L’affaire a fait grand bruit à Mamoudzou dès les premières heures de la matinée. Le 30 juillet, dans le quartier de Kawéni, un jeune Comorien en situation irrégulière a été grièvement blessé par balle lors d’une intervention de la Police aux frontières.
La rumeur a enflé très vite : l’homme, Dhali Moussa Djaloud, 26 ans, aurait reçu un tir dans le bas du dos, alors qu’il fuyait à pied. Un geste que ses avocats qualifient d’injustifiable. Le parquet, lui, livre une toute autre version.
Dans les jours qui ont suivi les faits, la rumeur a enflé sur les réseaux sociaux : un mort, un tir à bout portant, un dérapage policier. De quoi enflammer les rues déjà sous tension.
Il aura fallu un communiqué du procureur de la République pour tenter d’éteindre l’incendie.

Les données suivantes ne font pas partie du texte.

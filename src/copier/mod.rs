//! Atomic, hash-verified copy primitive.
//!
//! Every copy goes through a `<dst>.partial` temp file written alongside the
//! final destination, hashed in the same pass it is written, fsynced, then
//! renamed into place. A crash at any point before the rename leaves the
//! original destination (if any) untouched; a crash after the rename leaves a
//! complete, already-verified file. Retries only on errors classified
//! [`IngestError::transient`].

use std::fs::{File, OpenOptions};
use std::io::{Read, Write};
use std::path::{Path, PathBuf};
use std::time::Duration;

use crate::error::{IngestError, Result};
use crate::model::HashAlgorithm;

const COPY_BUF: usize = 4 * 1024 * 1024;
const MAX_RETRIES: u32 = 3;
const INITIAL_BACKOFF: Duration = Duration::from_millis(100);

/// Options controlling a single copy operation.
#[derive(Debug, Clone)]
pub struct CopyOptions {
    pub algorithm: HashAlgorithm,
    pub verify: bool,
    pub overwrite: bool,
    /// Read/write block size, normally `concurrency::StorageProfile::block_size`
    /// for the destination's storage class.
    pub block_size: usize,
}

impl Default for CopyOptions {
    fn default() -> Self {
        Self {
            algorithm: HashAlgorithm::Blake3,
            verify: true,
            overwrite: false,
            block_size: COPY_BUF,
        }
    }
}

/// Outcome of a successful copy.
#[derive(Debug, Clone)]
pub struct CopyOutcome {
    pub hash: String,
    pub size: u64,
    pub verified: bool,
    pub retries: u32,
}

/// Copy `src` to `dst`, hashing the source as it is read and the destination
/// as it is written. See module docs for the atomicity contract.
pub fn copy(src: &Path, dst: &Path, opts: &CopyOptions) -> Result<CopyOutcome> {
    if dst.exists() && !opts.overwrite {
        return Err(IngestError::Exists {
            path: dst.to_path_buf(),
        });
    }
    if let Some(parent) = dst.parent() {
        std::fs::create_dir_all(parent).map_err(|source| IngestError::Write {
            path: parent.to_path_buf(),
            source,
        })?;
    }

    let partial = partial_path(dst);
    let mut retries = 0;
    loop {
        match copy_once(src, dst, &partial, opts) {
            Ok(outcome) => return Ok(CopyOutcome { retries, ..outcome }),
            Err(e) if e.transient() && retries < MAX_RETRIES => {
                let _ = std::fs::remove_file(&partial);
                std::thread::sleep(INITIAL_BACKOFF * 2u32.pow(retries));
                retries += 1;
            }
            Err(e) => {
                let _ = std::fs::remove_file(&partial);
                return Err(e);
            }
        }
    }
}

fn copy_once(src: &Path, dst: &Path, partial: &Path, opts: &CopyOptions) -> Result<CopyOutcome> {
    let mut reader = File::open(src).map_err(|source| IngestError::Read {
        path: src.to_path_buf(),
        source,
    })?;
    let mut writer = OpenOptions::new()
        .write(true)
        .create(true)
        .truncate(true)
        .open(partial)
        .map_err(|source| IngestError::Write {
            path: partial.to_path_buf(),
            source,
        })?;

    let (source_hash, size) = hash_while_copying(opts.algorithm, &mut reader, &mut writer, partial, opts.block_size)?;

    writer.sync_all().map_err(|source| IngestError::Write {
        path: partial.to_path_buf(),
        source,
    })?;
    drop(writer);

    let verified = if opts.verify {
        let dest_hash = crate::hasher::hash_file_with_block_size(opts.algorithm, partial, opts.block_size)?;
        if !dest_hash.eq_ignore_ascii_case(&source_hash) {
            return Err(IngestError::VerifyMismatch {
                path: dst.to_path_buf(),
                expected: source_hash,
                actual: dest_hash,
            });
        }
        true
    } else {
        false
    };

    std::fs::rename(partial, dst).map_err(|source| IngestError::Rename {
        from: partial.to_path_buf(),
        to: dst.to_path_buf(),
        source,
    })?;

    Ok(CopyOutcome {
        hash: source_hash,
        size,
        verified,
        retries: 0,
    })
}

/// Read `reader` in fixed-size blocks, writing each block to `writer` and
/// updating a single hash state over the bytes read, so the source content
/// hash is produced in the same pass as the write.
fn hash_while_copying(
    algorithm: HashAlgorithm,
    reader: &mut impl Read,
    writer: &mut impl Write,
    dst_for_errors: &Path,
    block_size: usize,
) -> Result<(String, u64)> {
    let mut buf = vec![0u8; block_size];
    let mut size: u64 = 0;

    match algorithm {
        HashAlgorithm::Blake3 | HashAlgorithm::Blake3Short => {
            let mut hasher = blake3::Hasher::new();
            loop {
                let n = read_block(reader, &mut buf, dst_for_errors)?;
                if n == 0 {
                    break;
                }
                hasher.update(&buf[..n]);
                writer
                    .write_all(&buf[..n])
                    .map_err(|source| write_err(dst_for_errors, source))?;
                size += n as u64;
            }
            let full = hasher.finalize().to_hex().to_string();
            let value = if matches!(algorithm, HashAlgorithm::Blake3Short) {
                crate::hasher::short_hash(&full)
            } else {
                full
            };
            Ok((value, size))
        }
        HashAlgorithm::Sha256 => {
            use sha2::{Digest, Sha256};
            let mut hasher = Sha256::new();
            loop {
                let n = read_block(reader, &mut buf, dst_for_errors)?;
                if n == 0 {
                    break;
                }
                hasher.update(&buf[..n]);
                writer
                    .write_all(&buf[..n])
                    .map_err(|source| write_err(dst_for_errors, source))?;
                size += n as u64;
            }
            Ok((crate::hasher::hex_encode(&hasher.finalize()), size))
        }
        HashAlgorithm::Sha512 => {
            use sha2::{Digest, Sha512};
            let mut hasher = Sha512::new();
            loop {
                let n = read_block(reader, &mut buf, dst_for_errors)?;
                if n == 0 {
                    break;
                }
                hasher.update(&buf[..n]);
                writer
                    .write_all(&buf[..n])
                    .map_err(|source| write_err(dst_for_errors, source))?;
                size += n as u64;
            }
            Ok((crate::hasher::hex_encode(&hasher.finalize()), size))
        }
    }
}

fn read_block(reader: &mut impl Read, buf: &mut [u8], path: &Path) -> Result<usize> {
    let mut total = 0;
    while total < buf.len() {
        match reader.read(&mut buf[total..]) {
            Ok(0) => break,
            Ok(n) => total += n,
            Err(e) if e.kind() == std::io::ErrorKind::Interrupted => continue,
            Err(source) => {
                return Err(IngestError::Read {
                    path: path.to_path_buf(),
                    source,
                })
            }
        }
    }
    Ok(total)
}

fn write_err(path: &Path, source: std::io::Error) -> IngestError {
    IngestError::Write {
        path: path.to_path_buf(),
        source,
    }
}

/// `move = copy + verify + unlink(src)`, performed only after verification
/// succeeds.
pub fn move_after_verify(src: &Path, dst: &Path, opts: &CopyOptions) -> Result<CopyOutcome> {
    let mut verified_opts = opts.clone();
    verified_opts.verify = true;
    let outcome = copy(src, dst, &verified_opts)?;
    std::fs::remove_file(src).map_err(|source| IngestError::Write {
        path: src.to_path_buf(),
        source,
    })?;
    Ok(outcome)
}

fn partial_path(dst: &Path) -> PathBuf {
    let mut name = dst.file_name().unwrap_or_default().to_os_string();
    name.push(".partial");
    dst.with_file_name(name)
}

Selon lui, les policiers du Groupe d’appui opérationnel intervenaient pour interpeller un groupe d’individus lorsqu’ils auraient été pris à partie, cernés et visés par des jets de pierres. Les forces de l’ordre auraient alors essuyé une « embuscade », nécessitant un usage « proportionné » de la force.
Pour lees avocats de Dhali Moussa Djaloud, aujourd’hui hors de danger, leur client aurait tenté de prendre la fuite. Un refus d’obtempérer en somme aux conséquences dramatiques : il aurait été atteint d’une balle dans le dos, sans sommation, par un policier de la PAF. L’homme, désormais hospitalisé, souffre de troubles neurologiques et d’un déficit moteur à la jambe droite, laissant craindre des séquelles permanentes. Le tir, affirment ses conseils, n’avait « ni nécessité ni justification ». Ils exigent l’ouverture d’une enquête indépendante et le dessaisissement du parquet de Mayotte.
L’émotion est d’autant plus vive que cet épisode survient deux semaines seulement après un drame en mer. Le 15 juillet, au large de l’île, une embarcation clandestine de type kwassa-kwassa a heurté un intercepteur de la police, provoquant son chavirement. Deux passagers ont perdu la vie malgré les efforts des forces de l’ordre. La préfecture a invoqué une manœuvre d’évitement du kwassa, qui aurait refusé de s’arrêter. Là encore, une enquête a été ouverte, mais les associations de défense des migrants, très contestées par l’immense majorité des Mahorais, dénoncent, comme à leur habitude, la politique sécuritaire.
À Mayotte, où la question migratoire cristallise les tensions, chaque incident est un révélateur. Et parfois, une étincelle.